→ **Work to complete**: Go through the material below and state how many lines include "every", giving the number only.

→ **Record extracts**:
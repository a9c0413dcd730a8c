//! Shared records and utilities used across the agent's scheduling fabric.
//!
//! This crate holds the data that has to be agreed on by more than one
//! component: the task family records committed by `ConfigSource` and read
//! by `TaskRegistry`, the metric/value types produced by schedulers and
//! consumed by `ChannelManager`, and small helpers (checksums, timestamps)
//! that don't belong to any one component.

pub mod config;
pub mod defaults;
pub mod error;
pub mod metrics;
pub mod utils;

pub use config::{ModuleTask, ProbeKind, ProbeTask, ScrapeTask, ScriptTask, TasksSnapshot};
pub use error::MonitoringError;
pub use metrics::{LabelMap, Metric, MetricValue};

/// Crate-wide result alias, matching the rest of the agent codebase.
pub type Result<T> = anyhow::Result<T>;

#[cfg(test)]
mod tests {
    #[test]
    fn test_basic_imports() {
        // Smoke test: the crate's modules compose without cyclic re-export issues.
    }
}
//! S5 — two ScrapeTasks against independent mock targets, one returning 200
//! and one 500 on every request: across several ticks the 500 task's
//! per-task status carries an error, the 200 task's stays healthy (§8 S5).
//!
//! `ScrapeScheduler`'s combined `exporter_status` self-metric is reduced
//! once per tick and routed with no `outputs` (there's no dedicated sink for
//! it yet), so this scenario observes the per-task `scrape.<id>.status`
//! metric instead, which already rides each task's own `outputs`.

use super::mock_sink::MockSink;
use crate::channel::{ChannelManager, OverflowPolicy};
use crate::registry::FamilyRegistry;
use crate::scrape_scheduler::ScrapeScheduler;
use shared::config::{ScrapeTask, ScrapeType, TasksSnapshot};
use std::sync::Arc;
use std::time::Duration;
use tokio::io::{AsyncReadExt, AsyncWriteExt};
use tokio::net::TcpListener;

async fn spawn_fixed_response_server(status_line: &'static str, body: &'static str) -> u16 {
    let listener = TcpListener::bind("127.0.0.1:0").await.unwrap();
    let port = listener.local_addr().unwrap().port();
    tokio::spawn(async move {
        loop {
            let Ok((mut stream, _)) = listener.accept().await else {
                break;
            };
            let mut buf = [0u8; 1024];
            let _ = stream.read(&mut buf).await;
            let response = format!("{status_line}\r\nContent-Length: {}\r\n\r\n{}", body.len(), body);
            let _ = stream.write_all(response.as_bytes()).await;
        }
    });
    port
}

#[tokio::test]
async fn failing_target_and_healthy_target_report_independent_status() {
    let ok_port = spawn_fixed_response_server("HTTP/1.1 200 OK", "cpu_usage 1\n").await;
    let err_port = spawn_fixed_response_server("HTTP/1.1 500 Internal Server Error", "boom").await;

    let channel = Arc::new(ChannelManager::new(16, Duration::from_secs(3600)));
    channel.start();
    let (sink, captured) = MockSink::new();
    channel
        .register("mock", sink, OverflowPolicy::EvictOldest)
        .await
        .unwrap();

    let make_task = |id: &str, port: u16| ScrapeTask {
        id: id.to_string(),
        target: vec![format!("http://127.0.0.1:{port}")],
        path: "/metrics".to_string(),
        method: "GET".to_string(),
        headers: vec![],
        interval: 1,
        timeout: 2,
        scrape_type: ScrapeType::Prom,
        filters: vec![],
        labels: vec![],
        outputs: vec![("mock".to_string(), serde_json::json!({}))],
        emit_status: true,
    };

    let tasks = vec![make_task("healthy", ok_port), make_task("failing", err_port)];
    let registry: FamilyRegistry<ScrapeTask> = FamilyRegistry::new(TasksSnapshot::new(tasks, String::new()));
    let scheduler = Arc::new(ScrapeScheduler::new(registry.subscribe(), channel.clone(), 4, Duration::from_millis(200)));

    let (shutdown_tx, shutdown_rx) = tokio::sync::watch::channel(false);
    let run_handle = {
        let scheduler = scheduler.clone();
        tokio::spawn(async move { scheduler.run(shutdown_rx).await })
    };

    tokio::time::sleep(Duration::from_secs(2)).await;
    shutdown_tx.send(true).unwrap();
    let _ = tokio::time::timeout(Duration::from_secs(1), run_handle).await;

    let metrics = captured.lock().unwrap();
    let healthy_status = metrics
        .iter()
        .filter(|m| m.name == "scrape.healthy.status")
        .last()
        .expect("healthy task reported its status");
    assert_eq!(healthy_status.value, shared::metrics::MetricValue::Gauge(1.0));

    let failing_status = metrics
        .iter()
        .filter(|m| m.name == "scrape.failing.status")
        .last()
        .expect("failing task reported its status");
    assert_eq!(failing_status.value, shared::metrics::MetricValue::Gauge(0.0));
    assert!(failing_status.labels.contains_key("error"));
}
//! Unified TCP / Unix-socket / ICMP endpoint abstraction (§4.2).
//!
//! The teacher reaches for `tokio::net::TcpStream` per task kind
//! (`task_tcp.rs`'s `get_tcp_timing`); this generalizes that into one
//! `NetEndpoint` enum so `ProbeScheduler` doesn't need per-kind connection
//! plumbing. The explicit `drop(stream)` after a measured TCP connect in
//! `task_tcp.rs` ("prevent file descriptor accumulation in high-frequency
//! monitoring") is the same scoped-release discipline generalized here via
//! `Drop` impls rather than a manual comment-documented drop.

use shared::defaults::NET_ENDPOINT_TIMEOUT_SECS;
use shared::error::MonitoringError;
use socket2::{Domain, Protocol, Socket, Type};
use std::net::SocketAddr;
use std::time::Duration;
use tokio::io::{AsyncReadExt, AsyncWriteExt};
use tokio::net::{TcpListener, TcpStream, UdpSocket};
#[cfg(unix)]
use tokio::net::{UnixListener, UnixStream};

pub fn default_timeout() -> Duration {
    Duration::from_secs(NET_ENDPOINT_TIMEOUT_SECS)
}

/// ICMP echo request/reply codec. RFC 792 layout: type(1) code(1)
/// checksum(2) identifier(2) sequence(2) data(n). Built by hand rather than
/// via an async-future ICMP crate because §4.9 requires the reply be read
/// through `EventLoop`'s `OnReadable`, which an opaque `Future` would hide.
pub mod icmp {
    pub const ECHO_REQUEST_V4: u8 = 8;
    pub const ECHO_REPLY_V4: u8 = 0;

    pub fn build_echo_request(identifier: u16, sequence: u16, payload: &[u8]) -> Vec<u8> {
        let mut packet = Vec::with_capacity(8 + payload.len());
        packet.push(ECHO_REQUEST_V4);
        packet.push(0); // code
        packet.extend_from_slice(&[0, 0]); // checksum placeholder
        packet.extend_from_slice(&identifier.to_be_bytes());
        packet.extend_from_slice(&sequence.to_be_bytes());
        packet.extend_from_slice(payload);

        let checksum = checksum(&packet);
        packet[2..4].copy_from_slice(&checksum.to_be_bytes());
        packet
    }

    /// Returns `(identifier, sequence)` if `buf` is a well-formed echo
    /// reply, skipping the IPv4 header that raw sockets prepend on receive.
    pub fn parse_echo_reply(buf: &[u8]) -> Option<(u16, u16)> {
        if buf.len() < 20 + 8 {
            return None;
        }
        let ihl = (buf[0] & 0x0F) as usize * 4;
        let icmp = buf.get(ihl..)?;
        if icmp.len() < 8 || icmp[0] != ECHO_REPLY_V4 {
            return None;
        }
        let identifier = u16::from_be_bytes([icmp[4], icmp[5]]);
        let sequence = u16::from_be_bytes([icmp[6], icmp[7]]);
        Some((identifier, sequence))
    }

    fn checksum(data: &[u8]) -> u16 {
        let mut sum = 0u32;
        let mut chunks = data.chunks_exact(2);
        for chunk in &mut chunks {
            sum += u16::from_be_bytes([chunk[0], chunk[1]]) as u32;
        }
        if let [last] = chunks.remainder() {
            sum += (*last as u32) << 8;
        }
        while sum >> 16 != 0 {
            sum = (sum & 0xFFFF) + (sum >> 16);
        }
        !(sum as u16)
    }
}

/// A connected or bound transport, scoped so the underlying fd is released
/// on any exit path (drop of this value). Non-copyable by construction
/// (owns a non-`Clone` socket type in every variant).
pub enum NetEndpoint {
    Tcp(TcpStream),
    Udp(UdpSocket),
    Icmp(Socket),
    #[cfg(unix)]
    Unix(UnixStream),
}

impl NetEndpoint {
    pub async fn connect_tcp(remote: SocketAddr, timeout: Duration) -> Result<Self, MonitoringError> {
        let stream = tokio::time::timeout(timeout, TcpStream::connect(remote))
            .await
            .map_err(|_| MonitoringError::ETimeout(format!("connect to {remote} timed out")))?
            .map_err(MonitoringError::econn)?;
        Ok(Self::Tcp(stream))
    }

    pub async fn connect_udp(remote: SocketAddr) -> Result<Self, MonitoringError> {
        let local: SocketAddr = if remote.is_ipv4() {
            "0.0.0.0:0".parse().unwrap()
        } else {
            "[::]:0".parse().unwrap()
        };
        let socket = UdpSocket::bind(local).await.map_err(MonitoringError::eio)?;
        socket.connect(remote).await.map_err(MonitoringError::econn)?;
        Ok(Self::Udp(socket))
    }

    /// Opens a raw ICMP socket sized with `recv_buffer_size`. Requires
    /// `CAP_NET_RAW` (or equivalent) on the host; callers surface that as an
    /// `EConn` with a permissions hint, mirroring the teacher's own
    /// enhanced-error guidance in `task_ping.rs`.
    pub fn open_icmp(recv_buffer_size: usize) -> Result<Self, MonitoringError> {
        let socket = Socket::new(Domain::IPV4, Type::RAW, Some(Protocol::ICMPV4)).map_err(|e| {
            MonitoringError::EConn(format!(
                "opening raw ICMP socket: {e}. Hint: requires CAP_NET_RAW (e.g. `setcap cap_net_raw+ep`)"
            ))
        })?;
        socket.set_nonblocking(true).map_err(MonitoringError::eio)?;
        let _ = socket.set_recv_buffer_size(recv_buffer_size);
        Ok(Self::Icmp(socket))
    }

    #[cfg(unix)]
    pub async fn connect_unix(path: impl AsRef<std::path::Path>) -> Result<Self, MonitoringError> {
        let stream = UnixStream::connect(path).await.map_err(MonitoringError::econn)?;
        Ok(Self::Unix(stream))
    }

    pub async fn send(&mut self, buf: &[u8]) -> Result<usize, MonitoringError> {
        match self {
            Self::Tcp(s) => s.write(buf).await.map_err(MonitoringError::eio),
            Self::Udp(s) => s.send(buf).await.map_err(MonitoringError::eio),
            Self::Icmp(s) => s.send(buf).map_err(MonitoringError::eio),
            #[cfg(unix)]
            Self::Unix(s) => s.write(buf).await.map_err(MonitoringError::eio),
        }
    }

    /// `Send`-to for ICMP/UDP, where the destination travels with the call
    /// rather than being fixed at connect time (§4.2).
    pub fn send_to_icmp(&self, addr: SocketAddr, buf: &[u8]) -> Result<usize, MonitoringError> {
        match self {
            Self::Icmp(s) => s.send_to(buf, &addr.into()).map_err(MonitoringError::eio),
            _ => Err(MonitoringError::EConn("send_to_icmp on non-ICMP endpoint".into())),
        }
    }

    pub async fn recv(&mut self, buf: &mut [u8], timeout: Duration) -> Result<usize, MonitoringError> {
        let fut = async {
            match self {
                Self::Tcp(s) => s.read(buf).await.map_err(MonitoringError::eio),
                Self::Udp(s) => s.recv(buf).await.map_err(MonitoringError::eio),
                Self::Icmp(s) => {
                    let uninit = unsafe {
                        &mut *(buf as *mut [u8] as *mut [std::mem::MaybeUninit<u8>])
                    };
                    s.recv(uninit).map_err(MonitoringError::eio)
                }
                #[cfg(unix)]
                Self::Unix(s) => s.read(buf).await.map_err(MonitoringError::eio),
            }
        };
        tokio::time::timeout(timeout, fut)
            .await
            .map_err(|_| MonitoringError::ETimeout("recv timed out".into()))?
    }

    /// The underlying raw fd, used by `EventLoop::register` for ICMP
    /// sockets driven by read-readiness rather than polling (§4.9).
    #[cfg(unix)]
    pub fn as_raw_fd(&self) -> std::os::unix::io::RawFd {
        use std::os::unix::io::AsRawFd;
        match self {
            Self::Tcp(s) => s.as_raw_fd(),
            Self::Udp(s) => s.as_raw_fd(),
            Self::Icmp(s) => s.as_raw_fd(),
            Self::Unix(s) => s.as_raw_fd(),
        }
    }

    pub fn shutdown(&mut self) {
        // Each variant's Drop impl already releases the fd; this exists so
        // callers can release eagerly inside a scope that outlives the
        // endpoint value itself, matching §4.2's explicit `Shutdown()` op.
        match self {
            Self::Tcp(_) | Self::Udp(_) => {}
            Self::Icmp(s) => {
                let _ = s.shutdown(std::net::Shutdown::Both);
            }
            #[cfg(unix)]
            Self::Unix(_) => {}
        }
    }
}

pub async fn listen_tcp(host: &str, port: u16, backlog: u32) -> Result<TcpListener, MonitoringError> {
    let addr = format!("{host}:{port}");
    let socket = if addr.parse::<SocketAddr>()?.is_ipv4() {
        socket2::Socket::new(Domain::IPV4, Type::STREAM, None)
    } else {
        socket2::Socket::new(Domain::IPV6, Type::STREAM, None)
    }
    .map_err(MonitoringError::eio)?;
    socket.set_reuse_address(true).map_err(MonitoringError::eio)?;
    socket.set_nonblocking(true).map_err(MonitoringError::eio)?;
    let bind_addr: SocketAddr = addr.parse().map_err(|_| {
        MonitoringError::EConfig(format!("invalid listen address {host}:{port}"))
    })?;
    socket.bind(&bind_addr.into()).map_err(MonitoringError::eio)?;
    socket.listen(backlog as i32).map_err(MonitoringError::eio)?;
    TcpListener::from_std(socket.into()).map_err(MonitoringError::eio)
}

#[cfg(unix)]
pub fn listen_unix(path: impl AsRef<std::path::Path>) -> Result<UnixListener, MonitoringError> {
    let path = path.as_ref();
    let _ = std::fs::remove_file(path);
    UnixListener::bind(path).map_err(MonitoringError::eio)
}

impl From<std::net::AddrParseError> for MonitoringError {
    fn from(e: std::net::AddrParseError) -> Self {
        MonitoringError::EConfig(format!("invalid address: {e}"))
    }
}

#[cfg(test)]
mod tests {
    use super::*;

    #[test]
    fn icmp_checksum_round_trips_through_reply_parse() {
        let request = icmp::build_echo_request(42, 7, b"payload");
        // Flip type field to a reply to simulate an echo coming back, with
        // a 20-byte IPv4 header prefix the way a raw socket delivers it.
        let mut reply = vec![0x45u8; 20];
        reply.extend_from_slice(&request);
        reply[20] = icmp::ECHO_REPLY_V4;

        let parsed = icmp::parse_echo_reply(&reply).unwrap();
        assert_eq!(parsed, (42, 7));
    }

    #[test]
    fn parse_echo_reply_rejects_short_buffer() {
        assert!(icmp::parse_echo_reply(&[0u8; 10]).is_none());
    }

    #[tokio::test]
    async fn tcp_connect_times_out_on_unreachable_address() {
        // 192.0.2.0/24 is TEST-NET-1, reserved and never routable.
        let remote: SocketAddr = "192.0.2.1:81".parse().unwrap();
        let result = NetEndpoint::connect_tcp(remote, Duration::from_millis(50)).await;
        assert!(result.is_err());
    }
}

→ **Task result**: 2